# HR 24 won't connect to the internet



## rjgogo (Aug 30, 2007)

I have the whole house DVR set up and activated and it is working between the two DVRs but not the regular receiver that it did work with. 

The HR24 won't however connect to the network. I used to be able to see it from my iPad but no longer. 

I have tried connecting to no avail. I have reset the router, tried to give it a static IP address in the same subnet, changed the port on the router. Nothing. 

It just keeps the fake 169 address and errors out every time. 

Everything else is working on the network. 

It is connected to the network via the Whole house kit. 
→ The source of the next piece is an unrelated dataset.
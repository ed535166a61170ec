//! Caching layer for fetched quotes.

pub mod sqlite;

pub use sqlite::{CacheStats, SqliteCache};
I have also tried unplugging the DVR and the whole house black box and letting them sit but I still get nothing.


----------



## Go Beavs (Nov 18, 2008)

Can you give a more detailed description of your setup? That model receivers and DVRs do you have? How are they networked to each other? Did you add/remove/replace something in your setup and then you had the issue or did it pop up spontaneously?


----------



## rjgogo (Aug 30, 2007)

I did not add or replace anything. 

There is also and HR22 and and another HD revicever that was working. The HR24 is the main connection to the network through the black whole house network, All units are connected by coax, only the little black Whole house unit that direct TV provided is connected to Cat-5.


----------



## veryoldschool (Dec 10, 2006)

rjgogo said:


> I did not add or replace anything.
> 
> There is also and HR22 and and another HD revicever that was working. The HR24 is the main connection to the network through the black whole house network, All units are connected by coax, only the little black Whole house unit that direct TV provided is connected to Cat-5.
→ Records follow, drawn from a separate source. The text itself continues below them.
#[cfg(test)]
mod tests {
    use super::*;

    fn date(y: i32, m: u32, d: u32) -> NaiveDate {
        NaiveDate::from_ymd_opt(y, m, d).unwrap()
    }

    fn regression_rows() -> Vec<RegressionRow> {
        let loading = |factor: &str, beta: f64, t_value: f64| LoadingExport {
            factor: factor.to_string(),
            beta,
            t_value,
        };
        vec![
            RegressionRow {
                series: "NET".to_string(),
                model: "CAPM".to_string(),
                alpha_monthly: 0.004,
                alpha_annual: 0.049,
                alpha_t: 2.1,
                alpha_p: 0.036,
                stars: "**".to_string(),
                r_squared: 0.12,
                nobs: 240,
                loadings: vec![loading("Mkt-RF", -0.3, -4.0)],
            },
            RegressionRow {
                series: "NET".to_string(),
                model: "FF3".to_string(),
                alpha_monthly: 0.003,
                alpha_annual: 0.037,
                alpha_t: 1.7,
                alpha_p: 0.09,
                stars: "*".to_string(),
                r_squared: 0.2,
                nobs: 240,
                loadings: vec![
                    loading("Mkt-RF", -0.25, -3.5),
                    loading("SMB", 0.1, 1.0),
                    loading("HML", f64::NAN, f64::NAN),
                ],
            },
        ]
    }

    #[test]
    fn test_series_export_csv() {
        let series = SeriesExport::new(
            "wealth",
            &[date(2020, 1, 31), date(2020, 2, 29)],
            &[1.01, f64::NAN],
        );
        assert_eq!(series.len(), 2);

        let csv = series.export_to_string(ExportFormat::Csv).unwrap();
        let lines: Vec<&str> = csv.lines().collect();
        assert_eq!(lines, vec!["date,value", "2020-01-31,1.01", "2020-02-29,"]);
    }

    #[test]
    fn test_series_export_json() {
        let series = SeriesExport::new("net", &[date(2020, 1, 31)], &[0.02]);
        let json = series.export_to_string(ExportFormat::PrettyJson).unwrap();
        assert!(json.contains("\"net\""));
        assert!(json.contains("2020-01-31"));
        assert!(json.contains("  ")); // Indentation indicates pretty format
    }

    #[test]
    fn test_monthly_records_csv() {
        let records = vec![MonthlyRecordExport {
            month: date(2021, 3, 31),
            gross_return: 0.02,
            turnover: 1.0,
            cost: 0.001,
            net_return: 0.019,
            n_long: 50,
            n_short: 50,
        }];
        let csv = records.export_to_string(ExportFormat::Csv).unwrap();
        let mut lines = csv.lines();
        assert_eq!(
            lines.next(),
            Some("month,gross_return,turnover,cost,net_return,n_long,n_short")
        );
        assert_eq!(lines.next(), Some("2021-03-31,0.02,1.0,0.001,0.019,50,50"));
    }

    #[test]
    fn test_holdings_csv_has_side() {
        let holdings = vec![
            HoldingExport::new(date(2021, 3, 31), "AAA".to_string(), 0.5),
            HoldingExport::new(date(2021, 3, 31), "BBB".to_string(), -0.5),
        ];
        let csv = holdings.export_to_string(ExportFormat::Csv).unwrap();
        assert!(csv.starts_with("month,ticker,side,weight\n"));
        assert!(csv.contains("AAA,long,0.5"));
        assert!(csv.contains("BBB,short,-0.5"));
    }

    #[test]
    fn test_regression_csv_columns() {
        let csv = regression_rows().export_to_string(ExportFormat::Csv).unwrap();
        let lines: Vec<&str> = csv.lines().collect();
        assert_eq!(
            lines[0],
            "Series,Model,Alpha_m,Alpha_ann,Alpha_t,Alpha_p,R2,N,beta_Mkt-RF,t_Mkt-RF,beta_SMB,t_SMB,beta_HML,t_HML"
        );
        // CAPM leaves SMB and HML blank
        assert!(lines[1].ends_with("-0.3,-4,,,,"));
        assert!(lines[2].starts_with("NET,FF3,0.003"));
        assert_eq!(lines.len(), 3);
    }

    #[test]
    fn test_regression_json() {
        let json = regression_rows().export_to_string(ExportFormat::Json).unwrap();
        assert!(json.contains("\"model\":\"FF3\""));
        assert!(json.contains("\"loadings\""));
    }

    #[test]
    fn test_sensitivity_csv() {
        let rows = vec![CostSensitivityExport {
            cost_bps: 25.0,
            ann_return: 0.05,
            ann_vol: 0.15,
            sharpe: 0.2,
            max_drawdown: -0.3,
        }];
        let csv = rows.export_to_string(ExportFormat::Csv).unwrap();
        assert!(csv.starts_with("cost_bps,ann_return,ann_vol,sharpe,max_drawdown\n"));

        let rows = vec![LookbackExport {
            lookback: 6,
            months: 120,
            mean_turnover: 0.8,
            ann_return: 0.04,
            sharpe: 0.1,
            max_drawdown: -0.4,
        }];
        let csv = rows.export_to_string(ExportFormat::Csv).unwrap();
        assert!(csv.contains("6,120,0.8"));
    }

    #[test]
    fn test_export_to_file_creates_parent() {
        let dir = std::env::temp_dir().join("ronda_output_export_test");
        let path = dir.join("nested").join("net.csv");
        let series = SeriesExport::new("net", &[date(2020, 1, 31)], &[0.01]);
        series.export_to_file(&path, ExportFormat::Csv).unwrap();
        let content = std::fs::read_to_string(&path).unwrap();
        assert!(content.contains("2020-01-31,0.01"));
        std::fs::remove_dir_all(&dir).ok();
    }

    #[test]
    fn test_format_from_path() {
        assert_eq!(ExportFormat::from_path(Path::new("a/b.csv")).unwrap(), ExportFormat::Csv);
        assert_eq!(ExportFormat::from_path(Path::new("r.json")).unwrap().extension(), "json");
        assert!(ExportFormat::from_path(Path::new("r.txt")).is_err());
    }
}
It sounds like maybe the DECA has been disabled in the 24.
Do the other receivers have an IP from the router?
Does the 24 say "coax connected" under the system info screen for networking?
If the DECA did get disabled, you might try re-running the SAT setup and reboot as this will enable the DECA again.


----------



## ts7 (Nov 1, 2011)

I had pretty much the same problem on a H24 tonight. Went through the same steps to resolve with a CSR on the phone. The CSR finally had me RBR *ALL* my receivers and then everything started working again.


----------



## rjgogo (Aug 30, 2007)

I got it working. After exhausting every other avenue I swapped in my old router and low and behold the receivers came back on the network. It seems that for some reason the computers were getting IP addresses but not the direct TV stuff and that is wired. Strange.


----------



## ts7 (Nov 1, 2011)

"rjgogo" said:


> It seems that for some reason the computers were getting IP addresses but not the direct TV stuff and that is wired. Strange.


That is what happened to me as well and had the CSR stumped. The third CSR it was escalated to finally had me do the RBR on all four of my receivers simultaneously (so they were all in a reboot state at the same time and none were appearing on the network) and that did the trick.


----------



## The Merg (Jun 24, 2007)

"rjgogo" said:


> I got it working. After exhausting every other avenue I swapped in my old router and low and behold the receivers came back on the network. It seems that for some reason the computers were getting IP addresses but not the direct TV stuff and that is wired. Strange.


It seems that every now and then there can be a hiccup with DECA. If you notice all your receivers are not getting assigned an IP address and are getting APIPA (169.254.x.x), it can usually be resolved with a reboot of the router and then a reset of the network settings on the receivers so they re-obtain an IP address.

- Merg


----------



## veryoldschool (Dec 10, 2006)

The Merg said:


> It seems that every now and then there can be a hiccup with DECA. If you notice all your receivers are not getting assigned an IP address and are getting APIPA (169.254.x.x), it can usually be resolved with a reboot of the router and then a reset of the network settings on the receivers so they re-obtain an IP address.
> 
> - Merg


As someone who's had DECA longer than most, I've never had a "hiccup with DECA" that a receiver reboot didn't resolve.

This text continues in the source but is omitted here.